I think that this is a very important question for the band to address. With each successive album, Red has included fewer and fewer moments of melodic instrumentation. While their first two albums saw a prolific use of keys, violin, and cello, this formula has gradually been sloughing off. The element was there in Until We Have Faces, especially on the ballad that ended the record, but it is almost absent on Release the Panic. There is a keyboard intro and a few other moments, but generally the band has decided to include fewer symphonic pieces. Strings have gone out the window. Whether or not this is conscious is another question that must be addressed: in order to garner more mainstream attention, has Red stricken the violin from their records?

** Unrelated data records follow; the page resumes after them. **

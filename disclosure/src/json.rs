//! Masking and reveal filtering for JSON result rows.
//!
//! This is the shape most serving layers hand results around in just before
//! they are written to the client: one `serde_json` object per row, keyed by
//! metric name.

use serde_json::{Map, Number, Value};

use crate::{
    estimator::CardinalityEstimate,
    masking::{DataSourceRef, PrivacyMasker},
    policy::MaskingStage,
    reveal::{is_hidden_metric, RevealGate},
};

impl<E: CardinalityEstimate> PrivacyMasker<E> {
    /// Masks a JSON number to an integer; every other kind passes through.
    pub fn mask_json(&self, value: Value) -> Value {
        match value {
            Value::Number(number) => Value::Number(Number::from(self.mask_json_number(&number))),
            other => other,
        }
    }

    /// Masks the entries of `row` that the policy selects for `datasource`.
    pub fn mask_json_row(
        &self,
        row: &mut Map<String, Value>,
        datasource: Option<&DataSourceRef>,
        stage: MaskingStage,
    ) {
        for (metric, value) in row.iter_mut() {
            if self.should_mask(datasource, metric, stage) {
                *value = self.mask_json(std::mem::take(value));
            }
        }
    }

    fn mask_json_number(&self, number: &Number) -> i64 {
        if let Some(value) = number.as_i64() {
            self.mask_scalar(value)
        } else if let Some(value) = number.as_u64() {
            self.mask_scalar(value)
        } else {
            self.mask_scalar(number.as_f64().unwrap_or_default())
        }
    }
}

impl RevealGate {
    /// Drops hidden metrics from `row` unless `credential` is authorized.
    pub fn retain_visible(&self, row: &mut Map<String, Value>, credential: Option<&str>) {
        let authorized = credential.is_some_and(|presented| self.authorize_request(presented));
        if !authorized {
            row.retain(|metric, _| !is_hidden_metric(metric));
        }
    }
}
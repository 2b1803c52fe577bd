//! Adapters for reporting policy state through `slog`.
//!
//! This module is responsible for:
//! - Emitting a [`PolicyConfig`] as structured JSON with the reveal key redacted.
//! - The startup report hosts log once a policy is loaded, including the
//!   warning when hidden metrics cannot be revealed.
//!
//! It does not configure `slog`; the host supplies the `Logger`. Nothing in the
//! decision functions logs.

use serde::Serialize;
use serde_json::Value as JsonValue;
use slog::{info, warn, Key, Logger, Record, Result as SlogResult, Serializer, Value as SlogValue};

use crate::{
    error::GateError,
    policy::{PolicyConfig, REDACTED_PLACEHOLDER},
    reveal::RevealGate,
};

#[derive(Serialize)]
struct PolicySummary<'a> {
    mask_at_query_time: bool,
    mask_at_index_time: bool,
    mask_zero_counts: bool,
    extrapolation_factor: f64,
    privacy_threshold: i64,
    masked_field_keys: Vec<&'a str>,
    reveal_enabled: bool,
    reveal_key: Option<&'static str>,
}

impl<'a> From<&'a PolicyConfig> for PolicySummary<'a> {
    fn from(config: &'a PolicyConfig) -> Self {
        let settings = config.settings();
        let mut masked_field_keys: Vec<&str> =
            settings.masked_field_keys.iter().map(String::as_str).collect();
        masked_field_keys.sort_unstable();
        Self {
            mask_at_query_time: settings.mask_at_query_time,
            mask_at_index_time: settings.mask_at_index_time,
            mask_zero_counts: settings.mask_zero_counts,
            extrapolation_factor: settings.extrapolation_factor,
            privacy_threshold: settings.privacy_threshold,
            masked_field_keys,
            reveal_enabled: settings.reveal_enabled,
            reveal_key: settings.reveal_key.as_ref().map(|_| REDACTED_PLACEHOLDER),
        }
    }
}

/// Emits the policy as nested JSON. The reveal key is never serialized.
///
/// If the summary cannot be converted to JSON, a JSON string placeholder is
/// emitted instead of an error.
impl SlogValue for PolicyConfig {
    fn serialize(
        &self,
        record: &Record<'_>,
        key: Key,
        serializer: &mut dyn Serializer,
    ) -> SlogResult {
        let summary = serde_json::to_value(PolicySummary::from(self))
            .unwrap_or_else(|_| JsonValue::String("Failed to serialize policy".to_string()));
        SlogValue::serialize(&slog::Serde(summary), record, key, serializer)
    }
}

impl SlogValue for GateError {
    fn serialize(
        &self,
        _record: &Record<'_>,
        key: Key,
        serializer: &mut dyn Serializer,
    ) -> SlogResult {
        serializer.emit_arguments(key, &format_args!("{self}"))
    }
}

/// Logs the loaded policy at info level.
pub fn log_policy(logger: &Logger, config: &PolicyConfig) {
    info!(logger, "disclosure policy loaded"; "policy" => config);
}

/// Reports whether hidden metrics can be revealed, for use at startup.
///
/// Failures are logged as a warning and reported as `false`; they never stop
/// the host. Callers keep revealing disabled when this returns `false`.
pub fn check_reveal_at_startup(logger: &Logger, gate: &RevealGate) -> bool {
    match gate.can_reveal() {
        Ok(()) => {
            info!(logger, "hidden metrics can be revealed to credentialed requests");
            true
        }
        Err(err) => {
            warn!(logger, "hidden metrics will not be revealed"; "reason" => err);
            false
        }
    }
}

There is nothing wrong with Red’s current formula, but in my opinion, the symphonic elements were what made the band unique and powerful.
This critique aside, that is not to say that Release the Panic is not a good album. Some of the most memorable pieces that the band has ever coined are on this album. The groove of “Die For You” is not easily forgotten. In addition, the band delves into heavier sonic territory reminiscent of “Feed the Machine” with the songs “Release the Panic” and “Damage.” In fact, there seems to be a strong nu metal influence on “Damage.” A song like “Same Disease” is an instant Red classic ranked right alongside “Lost in Pieces,” “Shadows,” and “Who We Are.” The song “Glass House” has excellent drums and a few underlying melodic parts. The token ballad on Release the Panic is powerful. “Hold Me Now” invokes images of admissible insecurity and a longing for an idealized love. Barnes is at his best performance in this song, even treading into new octave territory. The album clincher, “The Moment We Come Alive” yanks at the heartstrings and doesn’t let go. In fact, the only thing that seems to be missing from this song is an epic violin building to a crescendo.

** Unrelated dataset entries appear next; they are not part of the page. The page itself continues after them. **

//! The immutable policy snapshot every masking and reveal decision reads.
//!
//! A [`PolicyConfig`] is built once from [`PolicySettings`] (or from a key/value
//! source via [`PolicyConfig::from_lookup`]) and is never mutated afterwards.
//! Hosts that reconfigure at runtime publish a new snapshot instead, see
//! [`crate::SharedPolicy`].

use std::{collections::HashSet, fmt, str::FromStr};

use crate::error::ConfigError;

/// Enables masking of query results.
pub const MASK_AT_QUERY_KEY: &str = "DISCLOSURE_MASK_AT_QUERY";
/// Enables masking while ingesting/indexing.
pub const MASK_AT_INDEX_KEY: &str = "DISCLOSURE_MASK_AT_INDEX";
/// Whether a true zero is masked like any other value.
pub const MASK_ZERO_COUNTS_KEY: &str = "DISCLOSURE_MASK_ZERO_COUNTS";
/// Multiplier applied before censoring.
pub const EXTRAPOLATION_FACTOR_KEY: &str = "DISCLOSURE_EXTRAPOLATION_FACTOR";
/// Smallest value ever disclosed.
pub const PRIVACY_THRESHOLD_KEY: &str = "DISCLOSURE_PRIVACY_THRESHOLD";
/// Comma-separated `table.field` keys.
pub const MASKED_METRICS_KEY: &str = "DISCLOSURE_MASKED_METRICS";
/// Enables revealing hidden metrics.
pub const REVEAL_HIDDEN_KEY: &str = "DISCLOSURE_REVEAL_HIDDEN";
/// The shared secret for revealing hidden metrics.
pub const REVEAL_KEY_KEY: &str = "DISCLOSURE_REVEAL_KEY";

pub const DEFAULT_EXTRAPOLATION_FACTOR: f64 = 1.35;
pub const DEFAULT_PRIVACY_THRESHOLD: i64 = 200;

/// Placeholder printed instead of the reveal key.
pub const REDACTED_PLACEHOLDER: &str = "[REDACTED]";

/// The pipeline stage a masking decision is made for.
///
/// Both stages share the same rule; each has its own enable flag.
#[derive(Clone, Copy, Debug, PartialEq, Eq, Hash)]
pub enum MaskingStage {
    /// Results are being assembled for a client.
    Query,
    /// Rows are being ingested.
    Index,
}

impl MaskingStage {
    #[must_use]
    pub fn from_index_time(at_index_time: bool) -> Self {
        if at_index_time {
            Self::Index
        } else {
            Self::Query
        }
    }
}

/// Unvalidated policy values.
///
/// Fill in the fields you need and call [`PolicySettings::build`]:
///
/// ```rust
/// use disclosure::PolicySettings;
///
/// let config = PolicySettings {
///     mask_at_query_time: true,
///     privacy_threshold: 21,
///     extrapolation_factor: 1.4,
///     ..PolicySettings::default()
/// }
/// .build()
/// .unwrap();
/// assert_eq!(config.privacy_threshold(), 21);
/// ```
#[derive(Clone, PartialEq)]
#[cfg_attr(feature = "serde", derive(serde::Deserialize), serde(default))]
pub struct PolicySettings {
    pub mask_at_query_time: bool,
    pub mask_at_index_time: bool,
    pub mask_zero_counts: bool,
    pub extrapolation_factor: f64,
    pub privacy_threshold: i64,
    /// Keys formatted as `"<table>.<field>"`.
    pub masked_field_keys: HashSet<String>,
    pub reveal_enabled: bool,
    pub reveal_key: Option<String>,
}

impl Default for PolicySettings {
    fn default() -> Self {
        Self {
            mask_at_query_time: false,
            mask_at_index_time: false,
            mask_zero_counts: true,
            extrapolation_factor: DEFAULT_EXTRAPOLATION_FACTOR,
            privacy_threshold: DEFAULT_PRIVACY_THRESHOLD,
            masked_field_keys: HashSet::new(),
            reveal_enabled: false,
            reveal_key: None,
        }
    }
}

impl PolicySettings {
    /// Validates the settings and freezes them into a snapshot.
    ///
    /// The reveal key is not checked here: a weak key only disables revealing,
    /// it never prevents the policy from being built.
    pub fn build(self) -> Result<PolicyConfig, ConfigError> {
        if !self.extrapolation_factor.is_finite() || self.extrapolation_factor <= 0.0 {
            return Err(ConfigError::InvalidFactor(self.extrapolation_factor));
        }
        if self.privacy_threshold < 0 {
            return Err(ConfigError::NegativeThreshold(self.privacy_threshold));
        }
        Ok(PolicyConfig { settings: self })
    }
}

impl fmt::Debug for PolicySettings {
    fn fmt(&self, f: &mut fmt::Formatter<'_>) -> fmt::Result {
        f.debug_struct("PolicySettings")
            .field("mask_at_query_time", &self.mask_at_query_time)
            .field("mask_at_index_time", &self.mask_at_index_time)
            .field("mask_zero_counts", &self.mask_zero_counts)
            .field("extrapolation_factor", &self.extrapolation_factor)
            .field("privacy_threshold", &self.privacy_threshold)
            .field("masked_field_keys", &self.masked_field_keys)
            .field("reveal_enabled", &self.reveal_enabled)
            .field(
                "reveal_key",
                &self.reveal_key.as_ref().map(|_| REDACTED_PLACEHOLDER),
            )
            .finish()
    }
}

/// Read-only policy snapshot.
///
/// `Debug` never prints the reveal key.
#[derive(Clone, PartialEq, Default)]
pub struct PolicyConfig {
    settings: PolicySettings,
}

impl PolicyConfig {
    /// Reads every policy key from `lookup`.
    ///
    /// Missing or blank values fall back to their defaults.
    pub fn from_lookup<F>(mut lookup: F) -> Result<Self, ConfigError>
    where
        F: FnMut(&str) -> Option<String>,
    {
        let mut settings = PolicySettings::default();

        if let Some(raw) = read_trimmed(&mut lookup, MASK_AT_QUERY_KEY) {
            settings.mask_at_query_time = parse_bool(MASK_AT_QUERY_KEY, &raw)?;
        }
        if let Some(raw) = read_trimmed(&mut lookup, MASK_AT_INDEX_KEY) {
            settings.mask_at_index_time = parse_bool(MASK_AT_INDEX_KEY, &raw)?;
        }
        if let Some(raw) = read_trimmed(&mut lookup, MASK_ZERO_COUNTS_KEY) {
            settings.mask_zero_counts = parse_bool(MASK_ZERO_COUNTS_KEY, &raw)?;
        }
        if let Some(raw) = read_trimmed(&mut lookup, EXTRAPOLATION_FACTOR_KEY) {
            settings.extrapolation_factor = parse_number(EXTRAPOLATION_FACTOR_KEY, &raw)?;
        }
        if let Some(raw) = read_trimmed(&mut lookup, PRIVACY_THRESHOLD_KEY) {
            settings.privacy_threshold = parse_number(PRIVACY_THRESHOLD_KEY, &raw)?;
        }
        if let Some(raw) = read_trimmed(&mut lookup, MASKED_METRICS_KEY) {
            settings.masked_field_keys = parse_masked_keys(&raw);
        }
        if let Some(raw) = read_trimmed(&mut lookup, REVEAL_HIDDEN_KEY) {
            settings.reveal_enabled = parse_bool(REVEAL_HIDDEN_KEY, &raw)?;
        }
        // The key is compared verbatim, so only blank values are discarded.
        settings.reveal_key = lookup(REVEAL_KEY_KEY).filter(|key| !key.trim().is_empty());

        settings.build()
    }

    /// Reads the policy from process environment variables.
    pub fn from_env() -> Result<Self, ConfigError> {
        Self::from_lookup(|key| std::env::var(key).ok())
    }

    /// Returns the validated settings this snapshot was built from.
    pub fn settings(&self) -> &PolicySettings {
        &self.settings
    }

    pub fn masking_enabled(&self, stage: MaskingStage) -> bool {
        match stage {
            MaskingStage::Query => self.settings.mask_at_query_time,
            MaskingStage::Index => self.settings.mask_at_index_time,
        }
    }

    pub fn mask_zero_counts(&self) -> bool {
        self.settings.mask_zero_counts
    }

    pub fn extrapolation_factor(&self) -> f64 {
        self.settings.extrapolation_factor
    }

    pub fn privacy_threshold(&self) -> i64 {
        self.settings.privacy_threshold
    }

    pub fn masked_field_keys(&self) -> &HashSet<String> {
        &self.settings.masked_field_keys
    }

    /// Returns `true` if `"<table>.<field>"` is a masked key.
    pub fn is_masked_field(&self, table: &str, field: &str) -> bool {
        self.settings
            .masked_field_keys
            .contains(&format!("{table}.{field}"))
    }

    pub fn reveal_enabled(&self) -> bool {
        self.settings.reveal_enabled
    }

    pub fn reveal_key(&self) -> Option<&str> {
        self.settings.reveal_key.as_deref()
    }
}

impl fmt::Debug for PolicyConfig {
    fn fmt(&self, f: &mut fmt::Formatter<'_>) -> fmt::Result {
        f.debug_tuple("PolicyConfig").field(&self.settings).finish()
    }
}

impl TryFrom<PolicySettings> for PolicyConfig {
    type Error = ConfigError;

    fn try_from(settings: PolicySettings) -> Result<Self, Self::Error> {
        settings.build()
    }
}

/// Splits a comma-separated key list, trimming entries and dropping empty ones.
pub fn parse_masked_keys(raw: &str) -> HashSet<String> {
    raw.split(',')
        .map(str::trim)
        .filter(|key| !key.is_empty())
        .map(ToString::to_string)
        .collect()
}

fn read_trimmed<F>(lookup: &mut F, key: &str) -> Option<String>
where
    F: FnMut(&str) -> Option<String>,
{
    lookup(key)
        .map(|raw| raw.trim().to_string())
        .filter(|raw| !raw.is_empty())
}

fn parse_bool(key: &'static str, raw: &str) -> Result<bool, ConfigError> {
    if raw.eq_ignore_ascii_case("true") {
        Ok(true)
    } else if raw.eq_ignore_ascii_case("false") {
        Ok(false)
    } else {
        Err(ConfigError::InvalidBool {
            key,
            value: raw.to_string(),
        })
    }
}

fn parse_number<T: FromStr>(key: &'static str, raw: &str) -> Result<T, ConfigError> {
    raw.parse().map_err(|_| ConfigError::InvalidNumber {
        key,
        value: raw.to_string(),
    })
}

#[cfg(test)]
mod tests {
    use std::collections::HashMap;

    use super::*;

    fn lookup_from(pairs: &[(&str, &str)]) -> impl FnMut(&str) -> Option<String> {
        let map: HashMap<String, String> = pairs
            .iter()
            .map(|(k, v)| ((*k).to_string(), (*v).to_string()))
            .collect();
        move |key| map.get(key).cloned()
    }

    #[test]
    fn empty_source_uses_defaults() {
        let config = PolicyConfig::from_lookup(|_| None).unwrap();
        assert!(!config.masking_enabled(MaskingStage::Query));
        assert!(!config.masking_enabled(MaskingStage::Index));
        assert!(config.mask_zero_counts());
        assert!((config.extrapolation_factor() - 1.35).abs() < f64::EPSILON);
        assert_eq!(config.privacy_threshold(), 200);
        assert!(config.masked_field_keys().is_empty());
        assert!(!config.reveal_enabled());
        assert_eq!(config.reveal_key(), None);
        assert_eq!(config, PolicyConfig::default());
    }

    #[test]
    fn lookup_reads_every_key() {
        let config = PolicyConfig::from_lookup(lookup_from(&[
            (MASK_AT_QUERY_KEY, "TRUE"),
            (MASK_AT_INDEX_KEY, " true "),
            (MASK_ZERO_COUNTS_KEY, "false"),
            (EXTRAPOLATION_FACTOR_KEY, "1.4"),
            (PRIVACY_THRESHOLD_KEY, "21"),
            (MASKED_METRICS_KEY, "test.hello, test2.bye,,"),
            (REVEAL_HIDDEN_KEY, "true"),
            (REVEAL_KEY_KEY, "aA11aA11aA11aA11aA11#"),
        ]))
        .unwrap();

        assert!(config.masking_enabled(MaskingStage::Query));
        assert!(config.masking_enabled(MaskingStage::Index));
        assert!(!config.mask_zero_counts());
        assert!((config.extrapolation_factor() - 1.4).abs() < f64::EPSILON);
        assert_eq!(config.privacy_threshold(), 21);
        assert_eq!(config.masked_field_keys().len(), 2);
        assert!(config.is_masked_field("test", "hello"));
        assert!(config.is_masked_field("test2", "bye"));
        assert!(config.reveal_enabled());
        assert_eq!(config.reveal_key(), Some("aA11aA11aA11aA11aA11#"));
    }

    #[test]
    fn blank_values_fall_back_to_defaults() {
        let config = PolicyConfig::from_lookup(lookup_from(&[
            (PRIVACY_THRESHOLD_KEY, "   "),
            (REVEAL_KEY_KEY, "  "),
        ]))
        .unwrap();
        assert_eq!(config.privacy_threshold(), DEFAULT_PRIVACY_THRESHOLD);
        assert_eq!(config.reveal_key(), None);
    }

    #[test]
    fn reveal_key_is_not_trimmed() {
        let config =
            PolicyConfig::from_lookup(lookup_from(&[(REVEAL_KEY_KEY, " aA11aA11aA11aA11aA11# ")]))
                .unwrap();
        assert_eq!(config.reveal_key(), Some(" aA11aA11aA11aA11aA11# "));
    }

    #[test]
    fn invalid_bool_is_rejected() {
        let err = PolicyConfig::from_lookup(lookup_from(&[(MASK_AT_QUERY_KEY, "yes")])).unwrap_err();
        assert_eq!(
            err,
            ConfigError::InvalidBool {
                key: MASK_AT_QUERY_KEY,
                value: "yes".to_string(),
            }
        );
    }

    #[test]
    fn invalid_number_is_rejected() {
        let err =
            PolicyConfig::from_lookup(lookup_from(&[(PRIVACY_THRESHOLD_KEY, "2e")])).unwrap_err();
        assert!(matches!(err, ConfigError::InvalidNumber { key, .. } if key == PRIVACY_THRESHOLD_KEY));
    }

    #[test]
    fn build_rejects_bad_factor_and_threshold() {
        let zero_factor = PolicySettings {
            extrapolation_factor: 0.0,
            ..PolicySettings::default()
        };
        assert_eq!(zero_factor.build(), Err(ConfigError::InvalidFactor(0.0)));

        let nan_factor = PolicySettings {
            extrapolation_factor: f64::NAN,
            ..PolicySettings::default()
        };
        assert!(matches!(nan_factor.build(), Err(ConfigError::InvalidFactor(_))));

        let negative = PolicySettings {
            privacy_threshold: -1,
            ..PolicySettings::default()
        };
        assert_eq!(negative.build(), Err(ConfigError::NegativeThreshold(-1)));
    }

    #[test]
    fn debug_never_prints_reveal_key() {
        let config = PolicySettings {
            reveal_key: Some("aA11aA11aA11aA11aA11#".to_string()),
            ..PolicySettings::default()
        }
        .build()
        .unwrap();
        let debug = format!("{config:?}");
        assert!(!debug.contains("aA11"));
        assert!(debug.contains(REDACTED_PLACEHOLDER));
    }

    #[test]
    fn stage_from_index_time() {
        assert_eq!(MaskingStage::from_index_time(true), MaskingStage::Index);
        assert_eq!(MaskingStage::from_index_time(false), MaskingStage::Query);
    }
}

Red is still alive, and this album proves it. Four albums in, they are still making accessible, powerful music. This is saying a lot when many bands fizzle out after a few releases or never retain the glory of their past. If you enjoy rock at all, then you should give this album a listen. Mix an ice-cold lemonade after a stressful day at work, sit down on the outside veranda, and let Red Release the Panic. You’ll be glad that you did.

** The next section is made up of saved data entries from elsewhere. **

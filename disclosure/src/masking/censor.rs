//! Extrapolation and censoring of scalar aggregates.
//!
//! These are pure numeric transformations. They do not decide whether a value
//! should be masked; that is [`super::PrivacyMasker::should_mask`].

/// Numeric aggregates that can pass through masking.
///
/// `from_masked` converts the masked `i64` back into the field's own type so a
/// record keeps its shape after masking. Integer conversions saturate.
pub trait MaskScalar: Copy {
    /// Rounds half away from zero; floats saturate and NaN becomes `0`.
    fn round_to_long(self) -> i64;
    fn is_zero(self) -> bool;
    #[must_use]
    fn from_masked(masked: i64) -> Self;
}

macro_rules! impl_mask_scalar_int {
    ($($ty:ty),* $(,)?) => {
        $(
            impl MaskScalar for $ty {
                fn round_to_long(self) -> i64 {
                    i64::try_from(self).unwrap_or(i64::MAX)
                }

                fn is_zero(self) -> bool {
                    self == 0
                }

                fn from_masked(masked: i64) -> Self {
                    <$ty>::try_from(masked)
                        .unwrap_or(if masked < 0 { <$ty>::MIN } else { <$ty>::MAX })
                }
            }
        )*
    };
}

impl_mask_scalar_int!(i8, i16, i32, i64, isize, u8, u16, u32, u64, usize);

#[allow(clippy::cast_possible_truncation)]
impl MaskScalar for f64 {
    fn round_to_long(self) -> i64 {
        self.round() as i64
    }

    #[allow(clippy::float_cmp)]
    fn is_zero(self) -> bool {
        self == 0.0
    }

    #[allow(clippy::cast_precision_loss)]
    fn from_masked(masked: i64) -> Self {
        masked as f64
    }
}

#[allow(clippy::cast_possible_truncation)]
impl MaskScalar for f32 {
    fn round_to_long(self) -> i64 {
        f64::from(self).round() as i64
    }

    #[allow(clippy::float_cmp)]
    fn is_zero(self) -> bool {
        self == 0.0
    }

    #[allow(clippy::cast_precision_loss)]
    fn from_masked(masked: i64) -> Self {
        masked as f32
    }
}

/// Scales a value by `factor` with two-stage rounding: `round(round(value) * factor)`.
#[allow(clippy::cast_possible_truncation, clippy::cast_precision_loss)]
pub fn extrapolate<S: MaskScalar>(value: S, factor: f64) -> i64 {
    (value.round_to_long() as f64 * factor).round() as i64
}

/// Collapses everything below `threshold` to exactly `threshold`.
pub fn apply_privacy_censor(value: i64, threshold: i64) -> i64 {
    value.max(threshold)
}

Overall rating: 7.2 out of 10.0 (Excellent)
Musicianship: 7.5 out of 10.0
Song structure: 7.5 out of 10.0
Album structure: 6.5 out of 10.0
How did I come up with my rating? I rate the following categories: musicianship, song structure, and album structure. I then take an average of these three scores and come up with an overall rating.
1.0-2.9 (Poor: musicianship is poor, song structures are haphazard, no directional flow)
3.0-4.9 (Good: musicianship is sloppy, song structures are undeveloped, flow is hampered)
5.0-6.9 (Average: musicianship is adequate, song structures are good, flow works most of the time)
7.0-8.9 (Excellent: musicianship is very good, song structures are thought out, songs connect well)
9.0-9.9 (Superior: musicianship is superb, song structures are varied, flow is almost flawless)
Note: Ratings may be given in increments of 0.1 for a final score (rounded up) and 0.5 for individual category scores. I will never give a rating of 10.0 because I do not believe that any one album can be "perfect," and the ratings at either end of the spectrum will be very few.